Elle se mit à espérer. Ils lui fourniraient sans doute de quoi se shooter. Flics et dealers font souvent partie du même monde. Ils étaient peut-être de la brigade des stups, avec un peu de chance.
— Héro…
— Par injection ou…
— Oui, par injection.
— Tous les jours ?
Il fallait passer par la case interrogatoire, Marianne s’y plia à contre-cœur.
— Non… Deux ou trois fois par semaine…
— Le manque d’héro se combat très bien, continua Franck comme s’il menait une conférence scientifique sur le sujet. Si tu n’en as pas, tu parviendras à surmonter le manque.
— Non ! hurla-t-elle. La crise ne passera pas !
— Toute façon, on n’a pas de came ici ! ajouta Laurent non sans un certain plaisir. Alors, faudra bien que tu t’en passes !
— Donnez-moi quelque chose !
Le commissaire lui parla durement.
— T’es sourde ? On n’a pas d’héroïne. Et même si on en avait, on ne t’en filerait pas… Tu dois avoir l’esprit clair… Tu dois être en état d’accomplir la mission.
— Si tu ne me donnes rien, je vais pas passer la nuit !
— Mais si ! C’est juste une crise de manque, rien de plus ! Tu n’es pas en train de mourir…
Inconsciente du danger, Marianne bouscula les deux policiers avant de se ruer dans l’entrée et d’ouvrir la porte. Aller n’importe où, faire n’importe quoi. Ils la rattrapèrent sur le perron, la ramenèrent à l’intérieur. Elle hurlait, se débattait, les injuriait.

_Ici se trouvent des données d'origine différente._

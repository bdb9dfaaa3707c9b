use std::fmt;

use serde::{Deserialize, Deserializer, Serialize};

use crate::QuestionId;

/// A display rule for a question, based on the answer to another question.
#[derive(Debug, Clone, PartialEq, Serialize, Deserialize)]
#[serde(rename_all = "camelCase")]
pub struct Condition {
    /// The question whose answer is inspected.
    pub question_id: QuestionId,

    /// How the answer is compared against `value`.
    pub operator: ConditionOperator,

    /// The comparison value. Ignored by `is_empty` / `is_not_empty`.
    ///
    /// Definitions may carry numbers or booleans here; they are kept in
    /// their JSON text form.
    #[serde(default, deserialize_with = "scalar_as_string")]
    pub value: String,

    /// How this condition joins the result of the conditions before it.
    #[serde(default)]
    pub logic: LogicConnector,
}

impl Condition {
    /// Create a condition joined with `AND`.
    pub fn new(
        question_id: impl Into<QuestionId>,
        operator: ConditionOperator,
        value: impl Into<String>,
    ) -> Self {
        Self {
            question_id: question_id.into(),
            operator,
            value: value.into(),
            logic: LogicConnector::And,
        }
    }

    /// Shorthand for an `equals` condition.
    pub fn equals(question_id: impl Into<QuestionId>, value: impl Into<String>) -> Self {
        Self::new(question_id, ConditionOperator::Equals, value)
    }

    /// Join this condition with `OR` instead of `AND`.
    pub fn or(mut self) -> Self {
        self.logic = LogicConnector::Or;
        self
    }
}

/// Comparison performed by a `Condition`.
#[derive(Debug, Clone, Copy, PartialEq, Eq, Hash, Serialize, Deserialize)]
#[serde(rename_all = "snake_case")]
pub enum ConditionOperator {
    Equals,
    NotEquals,
    Contains,
    NotContains,
    GreaterThan,
    LessThan,
    IsEmpty,
    IsNotEmpty,
    IsSelected,
    IsNotSelected,
}

impl fmt::Display for ConditionOperator {
    fn fmt(&self, f: &mut fmt::Formatter<'_>) -> fmt::Result {
        let name = match self {
            Self::Equals => "equals",
            Self::NotEquals => "not_equals",
            Self::Contains => "contains",
            Self::NotContains => "not_contains",
            Self::GreaterThan => "greater_than",
            Self::LessThan => "less_than",
            Self::IsEmpty => "is_empty",
            Self::IsNotEmpty => "is_not_empty",
            Self::IsSelected => "is_selected",
            Self::IsNotSelected => "is_not_selected",
        };
        f.write_str(name)
    }
}

/// Connector between a condition and the running result of the ones before it.
#[derive(Debug, Clone, Copy, Default, PartialEq, Eq, Hash, Serialize, Deserialize)]
pub enum LogicConnector {
    #[default]
    #[serde(rename = "AND", alias = "and")]
    And,

    #[serde(rename = "OR", alias = "or")]
    Or,
}

fn scalar_as_string<'de, D>(deserializer: D) -> Result<String, D::Error>
where
    D: Deserializer<'de>,
{
    #[derive(Deserialize)]
    #[serde(untagged)]
    enum Scalar {
        Text(String),
        Integer(i64),
        Float(f64),
        Bool(bool),
    }

    Ok(match Option::<Scalar>::deserialize(deserializer)? {
        Some(Scalar::Text(text)) => text,
        Some(Scalar::Integer(n)) => n.to_string(),
        Some(Scalar::Float(n)) => n.to_string(),
        Some(Scalar::Bool(b)) => b.to_string(),
        None => String::new(),
    })
}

— Puisque c’est comme ça, on va t’obliger à rester tranquille ! s’exclama Franck. Attachez-la !
Les bracelets se refermèrent sur les poignets de Marianne qui crachait sa haine. Elle fut menottée au radiateur en fonte, grand classique de la procédure policière. Elle regretta de les avoir appelés. Elle aurait mieux fait de souffrir dans sa chambre. Confortablement installée sur son lit, sans personne pour la juger. Mais ils ne prêtaient même plus attention à elle, ayant repris leur partie de billard. Alors, elle serra les dents pour ne pas crier. Continua de les insulter dans sa tête. Les jambes repliées devant elle, le front sur les genoux. Elle resta ainsi sans bouger de longues minutes, bateau pris dans la tempête. Des vagues immenses, des creux abyssaux. Le mal continuait son œuvre destructrice. Pics de douleur de plus en plus longs. Rémissions de plus en plus courtes. Des lames acérées lui découpaient le cerveau, morceau par morceau. Elle avait la sensation d’être rouée de coups. Assaillie de toutes parts.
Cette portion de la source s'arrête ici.